> **RECORDS FOR THE EXERCISE**
↓↓↓

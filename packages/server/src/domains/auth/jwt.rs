use anyhow::Result;
use jsonwebtoken::{decode, encode, DecodingKey, EncodingKey, Header, Validation};
use serde::{Deserialize, Serialize};
use uuid::Uuid;

use crate::common::{Actor, Role, UserId};

/// JWT Claims - data stored in the token
#[derive(Debug, Serialize, Deserialize, Clone)]
pub struct Claims {
    pub sub: String,   // Subject (user_id as string)
    pub user_id: Uuid, // User UUID
    pub role: Role,    // client | restaurant | courier | admin
    pub exp: i64,      // Expiration timestamp
    pub iat: i64,      // Issued at timestamp
    pub iss: String,   // Issuer
    pub jti: String,   // JWT ID (unique token identifier)
}

impl Claims {
    pub fn actor(&self) -> Actor {
        Actor::new(UserId::from_uuid(self.user_id), self.role)
    }
}

/// JWT Service - creates and verifies JWT tokens
#[derive(Clone)]
pub struct JwtService {
    encoding_key: EncodingKey,
    decoding_key: DecodingKey,
    issuer: String,
}

impl JwtService {
    /// Create new JWT service with secret and issuer
    pub fn new(secret: &str, issuer: String) -> Self {
        Self {
            encoding_key: EncodingKey::from_secret(secret.as_bytes()),
            decoding_key: DecodingKey::from_secret(secret.as_bytes()),
            issuer,
        }
    }

    /// Create a new JWT token for a user
    ///
    /// Token expires after 24 hours
    pub fn create_token(&self, user_id: UserId, role: Role) -> Result<String> {
        let now = chrono::Utc::now();
        let exp = now + chrono::Duration::hours(24);

        let claims = Claims {
            sub: user_id.to_string(),
            user_id: user_id.into_uuid(),
            role,
            exp: exp.timestamp(),
            iat: now.timestamp(),
            iss: self.issuer.clone(),
            jti: Uuid::new_v4().to_string(),
        };

        encode(&Header::default(), &claims, &self.encoding_key).map_err(Into::into)
    }

    /// Verify and decode a JWT token
    ///
    /// Returns claims if token is valid and not expired
    pub fn verify_token(&self, token: &str) -> Result<Claims> {
        let mut validation = Validation::default();
        validation.set_issuer(&[&self.issuer]);

        decode::<Claims>(token, &self.decoding_key, &validation)
            .map(|data| data.claims)
            .map_err(Into::into)
    }
}
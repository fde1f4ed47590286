//! Test harnesses for integration testing.
//!
//! `TestHarness` wires every domain action against in-memory stores, a
//! recording event bus and a mock payment gateway. `PgHarness` runs the same
//! stores against a shared Postgres container (tests using it are `#[ignore]`d
//! since they need Docker).

use anyhow::{Context, Result};
use axum::Router;
use sqlx::PgPool;
use std::sync::Arc;
use test_context::AsyncTestContext;
use testcontainers::runners::AsyncRunner;
use testcontainers::{ContainerAsync, ImageExt};
use testcontainers_modules::postgres::Postgres;
use tokio::sync::OnceCell;

use server_core::common::{Actor, Role, UserId};
use server_core::domains::auth::JwtService;
use server_core::domains::restaurants::MemoryRestaurantDirectory;
use server_core::kernel::{
    GeoRankingKind, MockPaymentGateway, PaymentSettings, RecordingEventBus, ServerDeps,
    TestDependencies,
};
use server_core::server::build_app;

pub const TEST_JWT_SECRET: &str = "test_secret";
pub const TEST_JWT_ISSUER: &str = "foodradar-test";

fn init_tracing() {
    // Run tests with: RUST_LOG=debug cargo test -- --nocapture
    let _ = tracing_subscriber::fmt()
        .with_env_filter(tracing_subscriber::EnvFilter::from_default_env())
        .with_test_writer()
        .try_init();
}

/// In-memory harness.
///
/// # Example using test-context
///
/// ```ignore
/// use test_context::test_context;
///
/// #[test_context(TestHarness)]
/// #[tokio::test]
/// async fn my_test(ctx: &mut TestHarness) {
///     let client = ctx.client();
///     // ... test code
/// }
/// ```
pub struct TestHarness {
    pub deps: Arc<ServerDeps>,
    /// Seed restaurants and dishes here.
    pub directory: Arc<MemoryRestaurantDirectory>,
    pub events: RecordingEventBus,
    pub payments: Arc<MockPaymentGateway>,
    pub jwt_service: Arc<JwtService>,
}

impl AsyncTestContext for TestHarness {
    async fn setup() -> Self {
        Self::new()
    }
}

impl TestHarness {
    pub fn new() -> Self {
        Self::with_dependencies(TestDependencies::new())
    }

    pub fn with_dependencies(test_deps: TestDependencies) -> Self {
        init_tracing();
        let events = test_deps.events.clone();
        let payments = test_deps.payments.clone();
        let (deps, directory) = test_deps.into_deps();

        Self {
            deps: Arc::new(deps),
            directory,
            events,
            payments,
            jwt_service: Arc::new(JwtService::new(TEST_JWT_SECRET, TEST_JWT_ISSUER.to_string())),
        }
    }

    pub fn client(&self) -> Actor {
        Actor::client(UserId::new())
    }

    pub fn courier(&self) -> Actor {
        Actor::courier(UserId::new())
    }

    pub fn restaurant_owner(&self) -> Actor {
        Actor::restaurant(UserId::new())
    }

    pub fn admin(&self) -> Actor {
        Actor::admin(UserId::new())
    }

    /// Bearer token for `actor`.
    pub fn token(&self, actor: Actor) -> String {
        self.jwt_service
            .create_token(actor.id, actor.role)
            .expect("Failed to create test token")
    }

    pub fn token_for(&self, user_id: UserId, role: Role) -> String {
        self.token(Actor::new(user_id, role))
    }

    /// Full HTTP router over this harness's dependencies.
    pub fn app(&self) -> Router {
        build_app(self.deps.clone(), self.jwt_service.clone(), &[])
    }
}

// =============================================================================
// Postgres
// =============================================================================

/// Shared test infrastructure that persists across all tests.
/// The container is started once and reused, migrations run once.
struct SharedTestInfra {
    db_url: String,
    // Keep the container alive for the entire test run
    _postgres: ContainerAsync<Postgres>,
}

/// Global shared infrastructure - initialized once, reused by all tests.
static SHARED_INFRA: OnceCell<SharedTestInfra> = OnceCell::const_new();

impl SharedTestInfra {
    async fn init() -> Result<Self> {
        init_tracing();

        let postgres = Postgres::default()
            .with_tag("16")
            .with_cmd(["-c", "max_connections=200"])
            .start()
            .await
            .context("Failed to start Postgres container")?;

        let pg_host = postgres.get_host().await?;
        let pg_port = postgres.get_host_port_ipv4(5432).await?;
        let db_url = format!(
            "postgresql://postgres:postgres@{}:{}/postgres",
            pg_host, pg_port
        );

        let pool = PgPool::connect(&db_url)
            .await
            .context("Failed to connect to Postgres for migrations")?;

        sqlx::migrate!("./migrations")
            .run(&pool)
            .await
            .context("Failed to run migrations")?;

        Ok(Self {
            db_url,
            _postgres: postgres,
        })
    }

    async fn get() -> &'static Self {
        SHARED_INFRA
            .get_or_init(|| async {
                Self::init()
                    .await
                    .expect("Failed to initialize shared test infrastructure")
            })
            .await
    }
}

/// Postgres-backed harness. Each test gets a fresh pool on the shared
/// database; tests isolate themselves by creating their own users and rows.
pub struct PgHarness {
    pub db_pool: PgPool,
    pub deps: Arc<ServerDeps>,
    pub events: RecordingEventBus,
}

impl AsyncTestContext for PgHarness {
    async fn setup() -> Self {
        Self::new().await.expect("Failed to create Postgres harness")
    }
}

impl PgHarness {
    pub async fn new() -> Result<Self> {
        Self::with_geo(GeoRankingKind::Haversine).await
    }

    pub async fn with_geo(geo: GeoRankingKind) -> Result<Self> {
        let infra = SharedTestInfra::get().await;
        let db_pool = PgPool::connect(&infra.db_url)
            .await
            .context("Failed to connect to test database")?;

        let events = RecordingEventBus::new();
        let deps = ServerDeps::postgres(
            db_pool.clone(),
            geo,
            Arc::new(events.clone()),
            Arc::new(MockPaymentGateway::new()),
            PaymentSettings::default(),
        );

        Ok(Self {
            db_pool,
            deps: Arc::new(deps),
            events,
        })
    }
}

↑↑↑

When a line contains the string "reused", copy it from the records.

/// The container is started once and reused, migrations run once.
/// Global shared infrastructure - initialized once, reused by all tests.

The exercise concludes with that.